Task goal: Check every line of the material for the word "runtime". Copy those that have it.

Supplied entries:

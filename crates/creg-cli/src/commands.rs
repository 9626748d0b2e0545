use std::path::Path;

use anyhow::Context;
use colored::Colorize;
use creg_engine::{
    Backend, CertificateId, CertificateRecord, Grade, IssueRequest, Registry, VerificationOutcome,
};
use creg_server::{RegistryServer, ServerConfig};
use serde_json::json;

use crate::cli::*;

pub fn run_command(cli: Cli) -> anyhow::Result<()> {
    let config = load_config(cli.config.as_deref(), cli.data_dir.as_deref())?;
    match cli.command {
        Command::Serve(args) => cmd_serve(config, args),
        command => run_registry_command(&config, command, cli.format),
    }
}

fn run_registry_command(
    config: &ServerConfig,
    command: Command,
    format: OutputFormat,
) -> anyhow::Result<()> {
    if config.registry.backend == Backend::Memory {
        eprintln!(
            "{} in-memory registry; nothing is kept after this command (use --data-dir)",
            "warning:".yellow().bold()
        );
    }
    let registry = Registry::from_config(&config.registry).context("opening registry")?;

    match command {
        Command::Issue(args) => cmd_issue(&registry, args, format),
        Command::Verify(args) => cmd_verify(&registry, &args.id, format),
        Command::List(args) => cmd_list(&registry, &args.student_id, format),
        Command::Fetch(args) => cmd_fetch(&registry, args),
        Command::Audit => cmd_audit(&registry, format),
        Command::Serve(args) => cmd_serve(config.clone(), args),
    }
}

/// Read the config file (if any) and apply the `--data-dir` override.
pub fn load_config(path: Option<&Path>, data_dir: Option<&Path>) -> anyhow::Result<ServerConfig> {
    let mut config = match path {
        Some(path) => ServerConfig::load(path)
            .with_context(|| format!("loading config {}", path.display()))?,
        None => ServerConfig::default(),
    };
    if let Some(dir) = data_dir {
        config.registry.backend = Backend::Durable;
        config.registry.data_dir = Some(dir.to_path_buf());
    }
    Ok(config)
}

fn print_json(value: &serde_json::Value) -> anyhow::Result<()> {
    println!("{}", serde_json::to_string_pretty(value)?);
    Ok(())
}

fn print_record(record: &CertificateRecord) {
    println!("  Student:  {} ({})", record.student_name.bold(), record.student_id);
    println!("  Course:   {}", record.course);
    println!("  Grade:    {}", record.grade.cyan());
    println!("  Issuer:   {}", record.issuer);
    println!("  Issued:   {}", record.issued_at.to_rfc3339());
    println!("  Blob:     {}", record.blob_ref.as_str().dimmed());
}

fn cmd_issue(registry: &Registry, args: IssueArgs, format: OutputFormat) -> anyhow::Result<()> {
    let grade: Grade = args.grade.parse()?;
    let payload = std::fs::read(&args.file)
        .with_context(|| format!("reading {}", args.file.display()))?;

    let request = IssueRequest::new(args.student_id, args.course)
        .with_student_name(args.name)
        .with_grade(grade.as_str())
        .with_issuer(args.issuer)
        .with_payload(payload);
    let receipt = registry.issue(request)?;
    let record = &receipt.record;
    let label = creg_crypto::legacy_label(&record.student_id, &record.course, record.issued_at);

    match format {
        OutputFormat::Json => print_json(&json!({
            "id": receipt.id,
            "blob_ref": receipt.blob_ref,
            "label": label,
            "record": record,
        })),
        OutputFormat::Text => {
            println!("{} Certificate issued", "✓".green().bold());
            println!("  ID:       {}", receipt.id.to_string().yellow());
            println!("  Label:    {label}");
            print_record(record);
            Ok(())
        }
    }
}

fn cmd_verify(registry: &Registry, id: &str, format: OutputFormat) -> anyhow::Result<()> {
    let outcome = registry.verify(id)?;
    match (format, outcome) {
        (OutputFormat::Json, VerificationOutcome::Verified { record, locator }) => {
            print_json(&json!({ "found": true, "record": record, "locator": locator }))
        }
        (OutputFormat::Json, VerificationOutcome::NotFound) => print_json(&json!({ "found": false })),
        (OutputFormat::Text, VerificationOutcome::Verified { record, locator }) => {
            println!("{} Certificate verified", "✓".green().bold());
            print_record(&record);
            match locator {
                Some(locator) => println!("  Document: {}", locator.blue()),
                None => println!("  Document: {}", "unavailable".yellow()),
            }
            Ok(())
        }
        (OutputFormat::Text, VerificationOutcome::NotFound) => {
            println!("{} No certificate with id {}", "✗".red().bold(), id.yellow());
            Ok(())
        }
    }
}

fn cmd_list(registry: &Registry, student_id: &str, format: OutputFormat) -> anyhow::Result<()> {
    let records = registry.list_by_student(student_id)?;
    match format {
        OutputFormat::Json => {
            let entries: Vec<_> = records
                .iter()
                .map(|record| json!({ "id": record.id, "record": record }))
                .collect();
            print_json(&serde_json::Value::Array(entries))
        }
        OutputFormat::Text => {
            if records.is_empty() {
                println!("No certificates for {}.", student_id.bold());
                return Ok(());
            }
            println!("{} certificate(s) for {}", records.len(), student_id.bold());
            for record in &records {
                println!(
                    "  {}  {}  {}  {}",
                    record.id.short_id().yellow(),
                    record.issued_at.to_rfc3339().dimmed(),
                    record.course,
                    record.grade.cyan()
                );
            }
            Ok(())
        }
    }
}

fn cmd_fetch(registry: &Registry, args: FetchArgs) -> anyhow::Result<()> {
    let id = CertificateId::parse(&args.id)?;
    let bytes = registry.fetch_payload(&id)?;
    std::fs::write(&args.out, &bytes)
        .with_context(|| format!("writing {}", args.out.display()))?;
    println!(
        "{} Wrote {} bytes to {}",
        "✓".green().bold(),
        bytes.len(),
        args.out.display()
    );
    Ok(())
}

/// Opening the registry already replayed the ledger log (a damaged log
/// fails there). What remains is checking each record's payload.
fn cmd_audit(registry: &Registry, format: OutputFormat) -> anyhow::Result<()> {
    let stats = registry.stats()?;
    let missing = registry.missing_blobs()?;

    match format {
        OutputFormat::Json => print_json(&json!({
            "stats": stats,
            "missing_blobs": missing,
        }))?,
        OutputFormat::Text => {
            println!(
                "Ledger: {} certificate(s), {} student(s)",
                stats.certificates.to_string().bold(),
                stats.students.to_string().bold()
            );
            if missing.is_empty() {
                println!("{} All certificate documents present", "✓".green().bold());
            } else {
                for id in &missing {
                    println!("  missing document: {}", id.to_string().yellow());
                }
            }
        }
    }

    if !missing.is_empty() {
        anyhow::bail!("{} certificate document(s) missing", missing.len());
    }
    Ok(())
}

fn cmd_serve(mut config: ServerConfig, args: ServeArgs) -> anyhow::Result<()> {
    if let Some(bind) = args.bind {
        config.bind_addr = bind;
    }
    let server = RegistryServer::new(config).context("starting server")?;
    let runtime = tokio::runtime::Runtime::new()?;
    runtime.block_on(server.serve())?;
    Ok(())
}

Exercise response:
    let runtime = tokio::runtime::Runtime::new()?;
    runtime.block_on(server.serve())?;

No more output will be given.